We’ve all been there. You’re trying to scare the opossums out of your basement with an air horn when you suddenly think “I would really like to paint a face on a miniature smaller than my thumbnail.” If you’re some kind of weirdo who has never had this thought, don’t fret. Everything in this article applies perfectly well to “normal” sized miniatures!
Why bother painting detail on such small minis? You couldn’t possibly see any of this on the table top, right? Wrong! With the right techniques you can get plenty of details visible from a distance. And then you get to watch your fellow gamers’ minds go pop when they bend down and see the tiny faces.
Smaller scales are more forgiving to paint than you might assume. 10mm is great for learning techniques that can be daunting at 28mm. Want to learn Non-Metallic Metal? Start on 10mm miniatures! Always wanted to try wet blending? Try it on some 10mm miniatures!
You’ll also be pleasantly surprised to find that less patience is required to paint an amazing 10mm mini. The small size acts as a kind of safety valve against the sculpt being overwhelmed endless, tiny details.
For this article, I will be painting a strip of Onmioji’s 10mm Halfling Militia for my Warmaster army. You can get the STLs for these lovely halflings here.
You need a really good brush for painting a face on a 10mm miniature, but not necessarily a tiny one. Smaller brushes hold less paint and will dry out quickly, and brushes with shorter hair are much easier to fray. I use a Da Vinci Maestro Size 1. Its extra long bristles are good for forming a point and keeping paint out of the ferrule.
Small scales benefit tremendously from high contrast. That’s why I always start with a black base coat and work my way up. Leaving a black outline between the parts of the minis really brings out the details. If your minis are 3d printed, its a good idea to get a reference picture of the sculpts. The details can be hard to pick out after they’ve been primed with flat black.
The eyes are the most important part of the face and you should not worry one bit about other details until you can do a decent set of peepers. I have two methods for painting eyes, and each has strengths and weaknesses.
The “Messy” Method
If you’re still learning the ropes of fine detail-painting, or coming from larger scales to 10mm, then what I call the “messy” method is the best way to get started. Cover the eyes with white paint. You can be sloppy here. It may take two coats to get it pearly white. Then place a long, thin, vertical black stripe to mark your pupils. Then clean up the mess around the eye with your black.
This method does not require as much brush control, but the eye you end up with may not be accurate to the sculpt. Eyes painted this way will tend to drift around the face or be too close together or too far apart. While not my preferred method, I still fall back to “the messy” if the eyes are awkward to reach, like if a weapon is in the way of my brush.
The “Clean” Method
When your brush control is sufficient, you should prefer the “clean” method. Cover the eyeball with a horizontal band of white. Try to stay true to the miniature. If you go beyond the eyeball, correct it before adding the pupil. Once the white part is satisfactory, use your brush to add a perfect little dot.

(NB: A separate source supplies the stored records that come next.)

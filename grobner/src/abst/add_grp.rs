use std::ops::{Add, AddAssign, Neg, Sub, SubAssign};
use num_traits::Zero;
use crate::Elem;

// Additive monoids

pub trait AddMonOps<T = Self>: 
    Sized + 
    Add<T, Output = T> +              // S + T -> T
    for<'a> Add<&'a T, Output = T>    // S + &T -> T
{}

pub trait AddMon: 
    Elem + 
    Zero +
    AddMonOps +                       // T + T -> T, T + &T -> T
    AddAssign +                       // T += T
    for<'a> AddAssign<&'a Self>       // T += &T
where 
    for<'a> &'a Self: AddMonOps<Self> // &T + T -> T, &T + &T -> T
{
    fn sum<A, I>(itr: I) -> Self 
    where 
        Self: AddAssign<A>,
        I: IntoIterator<Item = A> 
    { 
        itr.into_iter().fold(Self::zero(), |mut res, a| { 
            res += a;
            res
        })
    }
}

// Additive groups

pub trait AddGrpOps<T = Self>: 
    AddMonOps<T> + 
    Neg<Output = T> + 
    Sub<T, Output = T> +
    for<'a> Sub<&'a T, Output = T> 
{}

pub trait AddGrp: 
    AddMon + 
    AddGrpOps + 
    SubAssign + 
    for<'a> SubAssign<&'a Self>
where 
    for<'a> &'a Self: AddGrpOps<Self>
{}

#[cfg(test)]
mod tests { 
    use super::*;

    #[test]
    fn sum() { 
        let a = i64::sum([4, 5, 6]);
        assert_eq!(a, 15);
    }

    #[test]
    fn sum_refs() { 
        let v = vec![1i64, -2, 7];
        let a = i64::sum(v.iter());
        assert_eq!(a, 6);
    }
}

This method is faster and more accurate, but requires good brush control and an unobstructed view to the face.
Now base coat the face, going carefully around the eyes and mouth. Feel free to slop paint on the hair or shirt, but don’t you dare get paint on those eyeballs. Leave a sliver of black around the eyes, it will make them stand out at a distance.
Painting the rest of the face is all about layering up. Each layer is lighter in tone and smaller than the layer beneath. You’ll need at least 3 to 4 layers. Because the face is so small, each layer goes by quickly. I don’t use wet blending or any fancy techniques, its all just layering.
You can add a ton of personality to your tiny people by leaving slivers of your base coat in strategic places. A line going from the edge of the nose to the edge of the lips will bring out a smile or grimace. Horizontal lines along the brow will make the figure look old and haggard. Ball shapes above and between the eyes make an angry, furrowed brow. A ball shape under the eye makes bags under the eyes. A small vertical line on the chin makes a dimple.
The Mouth and Nose
For the mouth, we ultimately only care about the bottom lip. If you got any paint on the lip while you were layering up the flesh, then restore the black. Base coat the lip with a dark red. Leave a sliver of black around the lip if you can. Mid tone with a pale pink and add a highlight dot on one side. Lips are a brush control challenge, but really make a face look good.
A reddish nose adds some character. Base coat the nose with the same red that you used for lips. Mix the red with your flesh tones as you layer up. You can use your paint to imply a lot of different nose shapes. A vertical highlight from brow to tip will make a long “roman” nose. Leaving a horizontal strip of base coat in the middle will give the nose a bulbous or upturned look. Bring out the nostrils with a single tiny dot on each side of the nose.